What you have to do:
If a line in the entries below includes the string "unwrap", copy it out.

[Stored items]
↓↓↓

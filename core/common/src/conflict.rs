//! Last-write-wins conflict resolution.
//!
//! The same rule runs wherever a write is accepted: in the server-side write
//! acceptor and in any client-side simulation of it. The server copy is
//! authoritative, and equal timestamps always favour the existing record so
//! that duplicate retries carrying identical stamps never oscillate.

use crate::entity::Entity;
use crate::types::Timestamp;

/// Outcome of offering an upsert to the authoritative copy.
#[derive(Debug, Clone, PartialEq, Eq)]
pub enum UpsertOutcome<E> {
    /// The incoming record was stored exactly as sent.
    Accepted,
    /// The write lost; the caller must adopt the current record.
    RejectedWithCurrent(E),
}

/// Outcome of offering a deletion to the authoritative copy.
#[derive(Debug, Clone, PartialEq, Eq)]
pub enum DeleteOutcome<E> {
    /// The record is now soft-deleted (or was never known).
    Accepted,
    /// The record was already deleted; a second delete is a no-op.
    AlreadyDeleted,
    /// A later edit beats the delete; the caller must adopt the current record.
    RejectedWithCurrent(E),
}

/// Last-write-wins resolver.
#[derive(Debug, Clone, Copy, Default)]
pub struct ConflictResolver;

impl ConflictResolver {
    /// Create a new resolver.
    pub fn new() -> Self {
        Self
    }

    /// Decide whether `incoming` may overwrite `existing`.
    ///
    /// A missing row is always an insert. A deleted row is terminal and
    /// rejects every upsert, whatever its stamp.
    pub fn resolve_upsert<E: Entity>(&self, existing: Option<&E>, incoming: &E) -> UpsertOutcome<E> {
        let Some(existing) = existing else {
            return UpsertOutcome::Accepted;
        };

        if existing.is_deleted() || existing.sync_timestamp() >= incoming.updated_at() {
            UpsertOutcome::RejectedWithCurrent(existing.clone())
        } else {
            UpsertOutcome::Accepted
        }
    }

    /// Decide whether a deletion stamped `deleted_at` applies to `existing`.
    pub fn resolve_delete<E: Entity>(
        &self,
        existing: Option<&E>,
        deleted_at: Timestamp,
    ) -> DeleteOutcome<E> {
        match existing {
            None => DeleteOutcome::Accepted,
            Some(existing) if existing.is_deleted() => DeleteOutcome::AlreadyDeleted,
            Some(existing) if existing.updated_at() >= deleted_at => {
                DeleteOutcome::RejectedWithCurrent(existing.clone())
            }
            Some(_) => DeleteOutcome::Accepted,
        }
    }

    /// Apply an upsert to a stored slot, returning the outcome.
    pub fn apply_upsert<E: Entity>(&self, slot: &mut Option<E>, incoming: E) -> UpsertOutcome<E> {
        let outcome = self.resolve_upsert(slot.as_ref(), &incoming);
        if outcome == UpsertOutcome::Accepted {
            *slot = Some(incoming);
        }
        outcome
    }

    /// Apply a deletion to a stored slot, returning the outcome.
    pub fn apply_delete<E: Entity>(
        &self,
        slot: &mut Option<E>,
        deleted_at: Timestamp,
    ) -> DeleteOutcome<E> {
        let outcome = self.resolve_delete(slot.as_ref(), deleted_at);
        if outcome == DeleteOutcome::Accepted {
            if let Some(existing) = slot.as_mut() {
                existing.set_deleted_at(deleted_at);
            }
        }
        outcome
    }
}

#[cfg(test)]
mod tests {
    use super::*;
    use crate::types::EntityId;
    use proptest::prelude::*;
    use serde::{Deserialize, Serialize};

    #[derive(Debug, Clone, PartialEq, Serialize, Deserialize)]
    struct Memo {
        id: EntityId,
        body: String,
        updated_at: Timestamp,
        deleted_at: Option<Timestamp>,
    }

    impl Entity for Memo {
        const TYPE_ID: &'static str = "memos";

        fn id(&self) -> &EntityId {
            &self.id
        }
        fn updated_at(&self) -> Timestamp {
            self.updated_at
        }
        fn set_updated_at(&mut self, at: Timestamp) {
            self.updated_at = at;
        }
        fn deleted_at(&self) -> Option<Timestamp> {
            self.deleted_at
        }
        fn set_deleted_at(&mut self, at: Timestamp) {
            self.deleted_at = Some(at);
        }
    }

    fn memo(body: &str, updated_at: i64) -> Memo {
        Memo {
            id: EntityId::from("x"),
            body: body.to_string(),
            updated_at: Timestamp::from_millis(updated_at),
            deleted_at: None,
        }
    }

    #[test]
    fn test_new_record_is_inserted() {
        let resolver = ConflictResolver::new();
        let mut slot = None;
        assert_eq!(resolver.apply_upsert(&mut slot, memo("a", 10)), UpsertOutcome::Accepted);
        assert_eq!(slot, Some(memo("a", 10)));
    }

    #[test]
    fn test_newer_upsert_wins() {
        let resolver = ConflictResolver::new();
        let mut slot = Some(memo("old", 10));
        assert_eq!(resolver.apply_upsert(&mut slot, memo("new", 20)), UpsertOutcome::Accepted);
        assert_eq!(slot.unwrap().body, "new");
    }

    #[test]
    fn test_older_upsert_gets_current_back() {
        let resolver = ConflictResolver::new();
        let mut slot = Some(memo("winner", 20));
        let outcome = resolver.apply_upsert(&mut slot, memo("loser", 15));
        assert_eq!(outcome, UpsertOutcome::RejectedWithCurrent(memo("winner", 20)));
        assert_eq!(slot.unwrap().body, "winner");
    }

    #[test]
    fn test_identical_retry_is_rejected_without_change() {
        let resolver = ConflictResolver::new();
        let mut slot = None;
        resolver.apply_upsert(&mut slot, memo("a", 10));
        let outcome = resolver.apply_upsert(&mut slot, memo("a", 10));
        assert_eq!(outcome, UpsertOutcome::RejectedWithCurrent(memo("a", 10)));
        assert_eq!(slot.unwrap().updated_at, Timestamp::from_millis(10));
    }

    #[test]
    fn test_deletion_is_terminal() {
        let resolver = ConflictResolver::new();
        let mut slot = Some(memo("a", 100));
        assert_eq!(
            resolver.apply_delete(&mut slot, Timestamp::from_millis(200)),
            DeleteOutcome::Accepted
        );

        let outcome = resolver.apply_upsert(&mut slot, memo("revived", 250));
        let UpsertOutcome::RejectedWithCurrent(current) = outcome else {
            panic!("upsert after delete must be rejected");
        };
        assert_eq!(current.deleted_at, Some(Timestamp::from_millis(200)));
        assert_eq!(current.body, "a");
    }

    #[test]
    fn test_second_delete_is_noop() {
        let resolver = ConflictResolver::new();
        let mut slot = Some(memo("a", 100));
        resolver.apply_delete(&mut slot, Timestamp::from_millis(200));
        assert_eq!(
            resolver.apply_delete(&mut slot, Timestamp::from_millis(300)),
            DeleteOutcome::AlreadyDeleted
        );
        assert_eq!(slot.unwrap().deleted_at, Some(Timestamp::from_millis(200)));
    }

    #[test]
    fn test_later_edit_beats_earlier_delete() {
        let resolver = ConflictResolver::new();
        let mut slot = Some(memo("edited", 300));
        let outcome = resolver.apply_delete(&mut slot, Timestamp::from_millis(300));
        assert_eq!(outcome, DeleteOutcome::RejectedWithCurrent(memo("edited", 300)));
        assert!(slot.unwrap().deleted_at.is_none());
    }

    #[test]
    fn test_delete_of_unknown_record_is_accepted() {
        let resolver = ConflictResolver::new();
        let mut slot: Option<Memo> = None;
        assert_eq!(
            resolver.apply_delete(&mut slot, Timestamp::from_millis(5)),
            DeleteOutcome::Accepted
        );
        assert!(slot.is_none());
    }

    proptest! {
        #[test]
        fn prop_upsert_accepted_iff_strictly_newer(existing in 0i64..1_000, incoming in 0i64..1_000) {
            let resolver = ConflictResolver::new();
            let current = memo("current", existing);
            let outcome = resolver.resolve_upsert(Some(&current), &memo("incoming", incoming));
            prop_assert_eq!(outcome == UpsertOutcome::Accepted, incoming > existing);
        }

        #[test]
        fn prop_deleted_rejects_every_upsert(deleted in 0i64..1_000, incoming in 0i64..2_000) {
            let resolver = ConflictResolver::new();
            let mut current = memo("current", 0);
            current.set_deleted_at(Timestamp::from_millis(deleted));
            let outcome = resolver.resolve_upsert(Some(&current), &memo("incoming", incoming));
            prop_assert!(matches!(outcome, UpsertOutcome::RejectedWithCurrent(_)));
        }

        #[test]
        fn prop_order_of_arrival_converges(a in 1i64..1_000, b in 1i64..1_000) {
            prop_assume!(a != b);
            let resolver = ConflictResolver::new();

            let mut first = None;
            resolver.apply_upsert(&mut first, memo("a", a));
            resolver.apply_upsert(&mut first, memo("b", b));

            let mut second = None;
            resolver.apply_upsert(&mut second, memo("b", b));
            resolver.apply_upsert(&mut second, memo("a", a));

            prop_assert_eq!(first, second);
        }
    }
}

↑↑↑

Task response:
        assert_eq!(slot.unwrap().body, "new");
        assert_eq!(slot.unwrap().body, "winner");
        assert_eq!(slot.unwrap().updated_at, Timestamp::from_millis(10));
        assert_eq!(slot.unwrap().deleted_at, Some(Timestamp::from_millis(200)));
        assert!(slot.unwrap().deleted_at.is_none());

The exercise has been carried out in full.